A Boond Fragrances usa artesãos locais, como Dinesh, para destilar novos aromas e favoritos mais tradicionais, incluindo Mitti, o cheiro de chuva fresca, e Khus, conhecido por suas notas refrescantes. Apenas um pouquinho é suficiente com 6ml (0,2 onças) vendido por US$ 20.

Dinesh consertando bhakpa Kannauj
Um tubo de bambu conecta o deg ao bhakpa, que fica em uma pia de concreto com água e contém o óleo base que fica impregnado com o perfume [Eileen McDougall/Al Jazeera]

O ittar moderno

A fundadora da Kastoor, Esha Tiwari, quer mudar as percepções existentes. “Ittars são considerados pesados”, disse ela. “Antigamente, os ittars eram muito distintos. Eles foram usados ​​​​por reis e rainhas como forma de anúncio. Mas não quero arrastá-lo para o século XIV. Trarei esta forma de arte para o seu século 21.”

A Kastoor foi fundada em 2021. Durante a pesquisa e desenvolvimento, Tiwari, de 30 anos, com experiência em marketing, ministrou workshops para facilitar a troca de conhecimento entre artesãos ittar e especialistas em perfumes modernos. O resultado foi um conjunto de sete “ittars modernos”, nos quais ingredientes confiáveis ​​são combinados em proporções novas e exclusivas, com 8ml (0,3 onças) sendo vendidos por US$ 22 a US$ 36. O mercado-alvo são os consumidores urbanos de classe média que procuram um perfume totalmente natural.

O crescimento tem sido rápido. Kastoor tem outra coleção de ittars em preparação, e o número de artesãos que emprega aumentou de três inicialmente para 12 a 15 famílias em Kannauj, Hyderabad e Uttarakhand.

Tiwari descobriu que as gerações mais jovens de famílias artesanais estavam a abandonar a indústria devido à falta de perspectivas. “Eles não perceberam a demanda”, disse Tiwari. “Foi aí que entramos. Este não é um aumento único que estamos dando aos seus negócios. É uma mudança constante em seus meios de subsistência.”

De acordo com Tiwari, o faturamento da Kastoor deverá aumentar de US$ 120 mil e aumentar de 5 a 6 vezes nos próximos dois a três anos.

Feito na Índia

pesagem.  rosa Kannauj
As flores usadas para fazer ittars são vendidas a peso [Eileen McDougall/Al Jazeera]

Além do mercado interno, estas novas marcas também exportam para todo o mundo – para Europa, Estados Unidos, Japão, Austrália e Médio Oriente. A ausência de álcool torna os ittars não haram e adequados para fins religiosos tanto de hindus quanto de muçulmanos.

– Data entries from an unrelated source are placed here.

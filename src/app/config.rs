/// Centralized environment configuration.
/// All env vars and defaults are defined here.
#[derive(Debug, Clone)]
pub struct Config {
    /// Database connection URL. Required.
    pub database_url: String,

    /// File storage adapter: "local" or "memory".
    /// Default: local
    pub storage_adapter: String,

    /// Root directory for the local file store.
    /// Default: ./storage
    pub storage_root: String,
}

impl Config {
    /// Build config from environment variables.
    /// Returns an error if required vars are missing.
    pub fn from_env() -> Result<Self, String> {
        let database_url =
            std::env::var("DATABASE_URL").map_err(|_| "DATABASE_URL must be set in .env")?;

        let storage_adapter =
            std::env::var("STORAGE_ADAPTER").unwrap_or_else(|_| "local".to_string());

        let storage_root = std::env::var("STORAGE_ROOT").unwrap_or_else(|_| "./storage".to_string());

        Ok(Self {
            database_url,
            storage_adapter,
            storage_root,
        })
    }

    /// Config for tests. In-memory database and in-memory file store.
    pub fn for_tests() -> Self {
        Self {
            database_url: "sqlite::memory:".to_string(),
            storage_adapter: "memory".to_string(),
            storage_root: String::new(),
        }
    }
}
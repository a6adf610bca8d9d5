use rand_core::RngCore;
use sqlx::{FromRow, SqliteExecutor};
use time::OffsetDateTime;

use crate::app::domain::UserId;

/// Database row for sessions table.
#[derive(Debug, FromRow)]
pub struct Session {
    pub id: String,
    pub user_id: String,
    pub expires_at: i64,
    pub created_at: i64,
}

/// Generate a high-entropy session token (64 hex chars = 32 bytes).
fn generate_token() -> String {
    let mut bytes = [0u8; 32];
    rand_core::OsRng.fill_bytes(&mut bytes);
    hex::encode(bytes)
}

/// Create a new session for a user. Returns the session token.
pub async fn create<'e, E>(
    executor: E,
    user_id: &UserId,
    expires_at: OffsetDateTime,
) -> Result<String, sqlx::Error>
where
    E: SqliteExecutor<'e>,
{
    let session_id = generate_token();
    let now = OffsetDateTime::now_utc().unix_timestamp();

    sqlx::query("INSERT INTO sessions (id, user_id, expires_at, created_at) VALUES (?, ?, ?, ?)")
        .bind(&session_id)
        .bind(user_id.as_str())
        .bind(expires_at.unix_timestamp())
        .bind(now)
        .execute(executor)
        .await?;

    Ok(session_id)
}

/// Find a valid (non-expired) session by token.
pub async fn find_valid(
    pool: &sqlx::SqlitePool,
    session_id: &str,
) -> Result<Option<Session>, sqlx::Error> {
    let now = OffsetDateTime::now_utc().unix_timestamp();
    sqlx::query_as::<_, Session>(
        "SELECT id, user_id, expires_at, created_at FROM sessions WHERE id = ? AND expires_at > ?",
    )
    .bind(session_id)
    .bind(now)
    .fetch_optional(pool)
    .await
}

/// Delete a session (sign-out). Invalidates the cached identity for that
/// token immediately.
pub async fn delete<'e, E>(executor: E, session_id: &str) -> Result<(), sqlx::Error>
where
    E: SqliteExecutor<'e>,
{
    sqlx::query("DELETE FROM sessions WHERE id = ?")
        .bind(session_id)
        .execute(executor)
        .await?;
    Ok(())
}
pub mod attachments;
pub mod clients;
pub mod invoices;
pub mod organizations;
pub mod projects;
pub mod sessions;
pub mod tasks;
pub mod users;
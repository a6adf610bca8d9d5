use std::sync::Arc;

use axum::{routing::get, Json, Router};
use serde_json::json;
use sqlx::SqlitePool;

/// Human-readable application name.
pub const APP_NAME: &str = "Clientdesk";

/// Shared state available to all handlers via Axum's state extractor.
#[derive(Clone)]
pub struct AppState {
    pub db: SqlitePool,
    pub files: Arc<dyn storage::FileStore>,
    pub config: config::Config,
}

/// All application routes.
pub fn routes(_state: AppState) -> Router<AppState> {
    Router::new()
        .route("/", get(health))
        .merge(features::auth::routes())
        .merge(features::organizations::routes())
        .merge(features::clients::routes())
        .merge(features::projects::routes())
        .merge(features::tasks::routes())
        .merge(features::invoices::routes())
        .merge(features::attachments::routes())
}

async fn health() -> Json<serde_json::Value> {
    Json(json!({ "name": APP_NAME, "status": "ok" }))
}

pub mod config;
pub mod db;
pub mod domain;
pub mod error;
pub mod features;
pub mod identity;
pub mod policy;
pub mod session;
pub mod storage;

O crescente interesse pela sustentabilidade e pelos produtos orgânicos em todo o mundo também está trazendo novos clientes a estes produtores.

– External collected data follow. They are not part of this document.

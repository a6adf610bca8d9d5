/// User ID domain type. Wraps ULID for non-sequential, sortable identifiers.
#[derive(Debug, Clone, PartialEq, Eq, Hash)]
pub struct UserId(ulid::Ulid);

impl UserId {
    /// Generate a new random ULID.
    pub fn new() -> Self {
        Self(ulid::Ulid::new())
    }

    /// Get as string for storage/display.
    pub fn as_str(&self) -> String {
        self.0.to_string()
    }

    /// Parse from string.
    pub fn from_string(s: &str) -> Result<Self, ulid::DecodeError> {
        Ok(Self(ulid::Ulid::from_string(s)?))
    }
}

impl std::fmt::Display for UserId {
    fn fmt(&self, f: &mut std::fmt::Formatter<'_>) -> std::fmt::Result {
        write!(f, "{}", self.0)
    }
}
use axum::{
    extract::{Path, Query, State},
    http::StatusCode,
    routing::get,
    Json, Router,
};
use serde::{Deserialize, Serialize};
use validator::Validate;

use crate::app::{
    db,
    error::AppError,
    policy::{
        guard::{self, EntityKind, Operation},
        scope::ScopeFilter,
    },
    session::CurrentIdentity,
    AppState,
};

use super::ListQuery;

#[derive(Debug, Serialize)]
pub struct ClientResponse {
    pub id: String,
    pub organization_id: String,
    pub name: String,
    pub email: Option<String>,
    pub created_at: i64,
}

impl From<db::clients::Client> for ClientResponse {
    fn from(row: db::clients::Client) -> Self {
        Self {
            id: row.id,
            organization_id: row.organization_id,
            name: row.name,
            email: row.email,
            created_at: row.created_at,
        }
    }
}

#[derive(Debug, Deserialize, Validate)]
pub struct CreateClientRequest {
    #[validate(length(min = 1, max = 255))]
    pub name: String,
    #[validate(length(max = 254))]
    pub email: Option<String>,
    pub organization_id: Option<String>,
}

#[derive(Debug, Deserialize, Validate)]
pub struct UpdateClientRequest {
    #[validate(length(min = 1, max = 255))]
    pub name: String,
    #[validate(length(max = 254))]
    pub email: Option<String>,
}

/// GET /api/clients — Clients visible to the actor, optionally narrowed to
/// one organization.
pub async fn list(
    CurrentIdentity(identity): CurrentIdentity,
    State(state): State<AppState>,
    Query(query): Query<ListQuery>,
) -> Result<Json<Vec<ClientResponse>>, AppError> {
    let requested = super::parse_organization_id(query.organization_id.as_deref())?;
    let scope = ScopeFilter::for_read(&identity, requested.as_ref());
    let clients = db::clients::list(&state.db, &scope).await?;
    Ok(Json(clients.into_iter().map(Into::into).collect()))
}

/// GET /api/clients/:id — One client, if visible. Clients outside the
/// actor's scope are indistinguishable from missing ones.
pub async fn show(
    CurrentIdentity(identity): CurrentIdentity,
    State(state): State<AppState>,
    Path(id): Path<String>,
) -> Result<Json<ClientResponse>, AppError> {
    let scope = ScopeFilter::for_read(&identity, None);
    let client = db::clients::find_by_id(&state.db, &scope, &id)
        .await?
        .ok_or(AppError::NotFound)?;
    Ok(Json(client.into()))
}

/// POST /api/clients — Create a client in the target organization.
pub async fn create(
    CurrentIdentity(identity): CurrentIdentity,
    State(state): State<AppState>,
    Json(request): Json<CreateClientRequest>,
) -> Result<(StatusCode, Json<ClientResponse>), AppError> {
    request
        .validate()
        .map_err(|e| AppError::Validation(e.to_string()))?;

    let supplied = super::parse_organization_id(request.organization_id.as_deref())?;
    let organization_id = guard::resolve_target_organization(&identity, supplied)?;
    guard::authorize_mutation(
        &identity,
        EntityKind::Client,
        Operation::Create,
        Some(&organization_id),
    )?;

    let new_client = db::clients::NewClient {
        id: ulid::Ulid::new().to_string(),
        organization_id,
        name: request.name,
        email: request.email,
    };
    db::clients::insert(&state.db, &new_client).await?;

    let client = db::clients::find_by_id_any(&state.db, &new_client.id)
        .await?
        .ok_or(AppError::Internal)?;
    Ok((StatusCode::CREATED, Json(client.into())))
}

/// PATCH /api/clients/:id — Update name/email.
pub async fn update(
    CurrentIdentity(identity): CurrentIdentity,
    State(state): State<AppState>,
    Path(id): Path<String>,
    Json(request): Json<UpdateClientRequest>,
) -> Result<Json<ClientResponse>, AppError> {
    request
        .validate()
        .map_err(|e| AppError::Validation(e.to_string()))?;

    let client = db::clients::find_by_id_any(&state.db, &id)
        .await?
        .ok_or(AppError::NotFound)?;
    let organization_id = super::parse_organization_id(Some(&client.organization_id))?
        .ok_or(AppError::Internal)?;

    guard::authorize_mutation(
        &identity,
        EntityKind::Client,
        Operation::Update,
        Some(&organization_id),
    )?;

    db::clients::update(&state.db, &id, &request.name, request.email.as_deref()).await?;
    let client = db::clients::find_by_id_any(&state.db, &id)
        .await?
        .ok_or(AppError::Internal)?;
    Ok(Json(client.into()))
}

/// DELETE /api/clients/:id — Delete a client.
pub async fn remove(
    CurrentIdentity(identity): CurrentIdentity,
    State(state): State<AppState>,
    Path(id): Path<String>,
) -> Result<StatusCode, AppError> {
    let client = db::clients::find_by_id_any(&state.db, &id)
        .await?
        .ok_or(AppError::NotFound)?;
    let organization_id = super::parse_organization_id(Some(&client.organization_id))?
        .ok_or(AppError::Internal)?;

    guard::authorize_mutation(
        &identity,
        EntityKind::Client,
        Operation::Delete,
        Some(&organization_id),
    )?;

    db::clients::delete(&state.db, &id).await?;
    Ok(StatusCode::NO_CONTENT)
}

pub fn routes() -> Router<AppState> {
    Router::new()
        .route("/api/clients", get(list).post(create))
        .route("/api/clients/:id", get(show).patch(update).delete(remove))
}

“Na indústria da beleza, tem havido todo esse movimento em direção ao natural e ao que é local e, nesse sentido, os ittars se encaixam muito bem”, disse Dhingra.

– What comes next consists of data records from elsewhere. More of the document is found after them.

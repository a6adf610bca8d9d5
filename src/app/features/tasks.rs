use axum::{
    extract::{Path, Query, State},
    http::StatusCode,
    routing::get,
    Json, Router,
};
use serde::{Deserialize, Serialize};
use validator::Validate;

use crate::app::{
    db,
    error::AppError,
    policy::{
        guard::{self, EntityKind, Operation},
        nested,
        scope::ScopeFilter,
    },
    session::CurrentIdentity,
    AppState,
};

use super::ListQuery;

#[derive(Debug, Serialize)]
pub struct TaskResponse {
    pub id: String,
    pub organization_id: String,
    pub project_id: Option<String>,
    pub title: String,
    pub done: bool,
    pub created_at: i64,
}

impl From<db::tasks::Task> for TaskResponse {
    fn from(row: db::tasks::Task) -> Self {
        Self {
            id: row.id,
            organization_id: row.organization_id,
            project_id: row.project_id,
            title: row.title,
            done: row.done,
            created_at: row.created_at,
        }
    }
}

#[derive(Debug, Deserialize, Validate)]
pub struct CreateTaskRequest {
    #[validate(length(min = 1, max = 255))]
    pub title: String,
    pub project_id: Option<String>,
    pub organization_id: Option<String>,
}

#[derive(Debug, Deserialize, Validate)]
pub struct UpdateTaskRequest {
    #[validate(length(min = 1, max = 255))]
    pub title: String,
    pub done: bool,
}

/// GET /api/tasks — Tasks visible to the actor.
pub async fn list(
    CurrentIdentity(identity): CurrentIdentity,
    State(state): State<AppState>,
    Query(query): Query<ListQuery>,
) -> Result<Json<Vec<TaskResponse>>, AppError> {
    let requested = super::parse_organization_id(query.organization_id.as_deref())?;
    let scope = ScopeFilter::for_read(&identity, requested.as_ref());
    let tasks = db::tasks::list(&state.db, &scope).await?;
    Ok(Json(tasks.into_iter().map(Into::into).collect()))
}

/// GET /api/tasks/:id — One task, if visible.
pub async fn show(
    CurrentIdentity(identity): CurrentIdentity,
    State(state): State<AppState>,
    Path(id): Path<String>,
) -> Result<Json<TaskResponse>, AppError> {
    let scope = ScopeFilter::for_read(&identity, None);
    let task = db::tasks::find_by_id(&state.db, &scope, &id)
        .await?
        .ok_or(AppError::NotFound)?;
    Ok(Json(task.into()))
}

/// POST /api/tasks — Create a task, standalone or under a project.
///
/// With a project_id, the task's tenant is derived from the project; a
/// caller-declared organization that diverges is rejected before the write.
pub async fn create(
    CurrentIdentity(identity): CurrentIdentity,
    State(state): State<AppState>,
    Json(request): Json<CreateTaskRequest>,
) -> Result<(StatusCode, Json<TaskResponse>), AppError> {
    request
        .validate()
        .map_err(|e| AppError::Validation(e.to_string()))?;

    let declared = super::parse_organization_id(request.organization_id.as_deref())?;

    let organization_id = match &request.project_id {
        Some(project_id) => {
            let project = db::projects::find_by_id_any(&state.db, project_id)
                .await?
                .ok_or(AppError::NotFound)?;
            let parent_org = super::parse_organization_id(Some(&project.organization_id))?
                .ok_or(AppError::Internal)?;
            nested::expect_same_tenant(declared.as_ref(), &parent_org)?;
            parent_org
        }
        None => guard::resolve_target_organization(&identity, declared)?,
    };

    guard::authorize_mutation(
        &identity,
        EntityKind::Task,
        Operation::Create,
        Some(&organization_id),
    )?;

    let new_task = db::tasks::NewTask {
        id: ulid::Ulid::new().to_string(),
        organization_id,
        project_id: request.project_id,
        title: request.title,
    };
    db::tasks::insert(&state.db, &new_task).await?;

    let task = db::tasks::find_by_id_any(&state.db, &new_task.id)
        .await?
        .ok_or(AppError::Internal)?;
    Ok((StatusCode::CREATED, Json(task.into())))
}

/// PATCH /api/tasks/:id — Update title and done flag. Tasks cannot move
/// between projects or organizations.
pub async fn update(
    CurrentIdentity(identity): CurrentIdentity,
    State(state): State<AppState>,
    Path(id): Path<String>,
    Json(request): Json<UpdateTaskRequest>,
) -> Result<Json<TaskResponse>, AppError> {
    request
        .validate()
        .map_err(|e| AppError::Validation(e.to_string()))?;

    let task = db::tasks::find_by_id_any(&state.db, &id)
        .await?
        .ok_or(AppError::NotFound)?;
    let organization_id = super::parse_organization_id(Some(&task.organization_id))?
        .ok_or(AppError::Internal)?;

    guard::authorize_mutation(
        &identity,
        EntityKind::Task,
        Operation::Update,
        Some(&organization_id),
    )?;

    db::tasks::update(&state.db, &id, &request.title, request.done).await?;
    let task = db::tasks::find_by_id_any(&state.db, &id)
        .await?
        .ok_or(AppError::Internal)?;
    Ok(Json(task.into()))
}

/// DELETE /api/tasks/:id — Delete a task.
pub async fn remove(
    CurrentIdentity(identity): CurrentIdentity,
    State(state): State<AppState>,
    Path(id): Path<String>,
) -> Result<StatusCode, AppError> {
    let task = db::tasks::find_by_id_any(&state.db, &id)
        .await?
        .ok_or(AppError::NotFound)?;
    let organization_id = super::parse_organization_id(Some(&task.organization_id))?
        .ok_or(AppError::Internal)?;

    guard::authorize_mutation(
        &identity,
        EntityKind::Task,
        Operation::Delete,
        Some(&organization_id),
    )?;

    db::tasks::delete(&state.db, &id).await?;
    Ok(StatusCode::NO_CONTENT)
}

pub fn routes() -> Router<AppState> {
    Router::new()
        .route("/api/tasks", get(list).post(create))
        .route("/api/tasks/:id", get(show).patch(update).delete(remove))
}
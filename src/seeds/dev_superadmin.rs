use async_trait::async_trait;
use rand_core::{OsRng, RngCore};
use sqlx::SqlitePool;
use tracing::{info, warn};

use super::{Seed, SeedOutcome};
use crate::app::db;
use crate::app::domain::{Email, HashedPassword, Password, UserId};

/// Creates a superadmin account for local development when
/// `SEED_SUPERADMIN_EMAIL` is set. The generated password is printed once;
/// there is no way to recover it afterwards.
pub struct DevSuperadmin;

#[async_trait]
impl Seed for DevSuperadmin {
    fn version(&self) -> i64 {
        20250301000000
    }

    fn description(&self) -> &str {
        "dev superadmin account from SEED_SUPERADMIN_EMAIL"
    }

    async fn run(&self, pool: &SqlitePool) -> Result<SeedOutcome, sqlx::Error> {
        let Ok(raw_email) = std::env::var("SEED_SUPERADMIN_EMAIL") else {
            info!("SEED_SUPERADMIN_EMAIL not set, skipping superadmin seed");
            return Ok(SeedOutcome::Skipped);
        };

        let Ok(email) = Email::new(raw_email.clone()) else {
            warn!(email = %raw_email, "SEED_SUPERADMIN_EMAIL is not a valid address, skipping");
            return Ok(SeedOutcome::Skipped);
        };

        if db::users::find_by_email(pool, &email).await?.is_some() {
            warn!(email = %raw_email, "user already exists, skipping superadmin seed");
            return Ok(SeedOutcome::Skipped);
        }

        let plaintext = random_password();
        let password = match Password::new(plaintext.clone()) {
            Ok(password) => password,
            Err(error) => {
                warn!(?error, "generated password failed validation, skipping");
                return Ok(SeedOutcome::Skipped);
            }
        };
        let password_hash = match HashedPassword::from_password(&password) {
            Ok(hash) => hash,
            Err(error) => {
                warn!(%error, "password hashing failed, skipping");
                return Ok(SeedOutcome::Skipped);
            }
        };

        let user_id = UserId::new();
        let mut tx = pool.begin().await?;
        db::users::insert(
            &mut *tx,
            &db::users::NewUser {
                id: user_id.clone(),
                email,
                password_hash,
            },
        )
        .await?;
        db::users::grant_superadmin(&mut *tx, &user_id).await?;
        tx.commit().await?;

        info!(email = %raw_email, "created superadmin account");
        println!("Superadmin account created:");
        println!("  email:    {raw_email}");
        println!("  password: {plaintext}");

        Ok(SeedOutcome::Applied)
    }
}

/// Random password that always satisfies the strength rules: the fixed
/// prefix covers the character classes, the hex tail carries the entropy.
fn random_password() -> String {
    let mut bytes = [0u8; 16];
    OsRng.fill_bytes(&mut bytes);
    format!("Sa1-{}", hex::encode(bytes))
}
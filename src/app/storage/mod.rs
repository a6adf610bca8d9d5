use std::sync::Arc;

/// Abstract interface for tenant-partitioned file storage. Swappable per
/// environment: local disk in production, in-memory in tests.
///
/// Paths are always the derived form produced by
/// `policy::nested::storage_path`, so one tenant's prefix can never
/// enumerate another's.
#[async_trait::async_trait]
pub trait FileStore: Send + Sync {
    async fn put(&self, path: &str, bytes: &[u8]) -> Result<(), FileStoreError>;
    async fn get(&self, path: &str) -> Result<Option<Vec<u8>>, FileStoreError>;
    async fn remove(&self, path: &str) -> Result<(), FileStoreError>;
    /// Paths currently stored under a prefix, e.g. an organization id.
    async fn list_prefix(&self, prefix: &str) -> Result<Vec<String>, FileStoreError>;
}

/// Errors that can occur in a file store.
#[derive(Debug, thiserror::Error)]
pub enum FileStoreError {
    #[error("Configuration error: {0}")]
    Config(String),
    #[error("I/O error: {0}")]
    Io(#[from] std::io::Error),
}

// Re-export implementations
pub use local::LocalFileStore;
pub use memory::MemoryFileStore;

mod local;
mod memory;

/// Build the file store from config.
pub fn from_config(
    config: &crate::app::config::Config,
) -> Result<Arc<dyn FileStore>, FileStoreError> {
    match config.storage_adapter.as_str() {
        "local" => Ok(Arc::new(LocalFileStore::new(config.storage_root.clone()))),
        "memory" => Ok(Arc::new(MemoryFileStore::new())),
        other => Err(FileStoreError::Config(format!(
            "Unknown STORAGE_ADAPTER: {}",
            other
        ))),
    }
}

O perfumista internacional Yosh Han disse que, globalmente, há um “desejo crescente de descolonizar o perfume” e um “interesse no POC [people of colour] marcas” por causa das quais algumas dessas novas empresas indianas estão atraindo interesse do exterior.

De volta a Kannauj, gerações de conhecimento e experiência significam que os artesãos locais estão perfeitamente posicionados para explorar e se adaptar a estas novas tendências, ao mesmo tempo que promovem os produtos indianos.

O nome Kastoor vem da palavra kasturi, também conhecida como almíscar, cheiro de umbigo de veado. Segundo a lenda, o cervo ficou encantado com esse cheiro e o procurou, sem entender que vinha de si mesmo, explicou Tiwari.

“Então usamos isso como uma metáfora”, ela sorriu. “Ainda olhamos freneticamente para fora, sem perceber que somos os criadores dos aromas mais magnânimos do mundo.”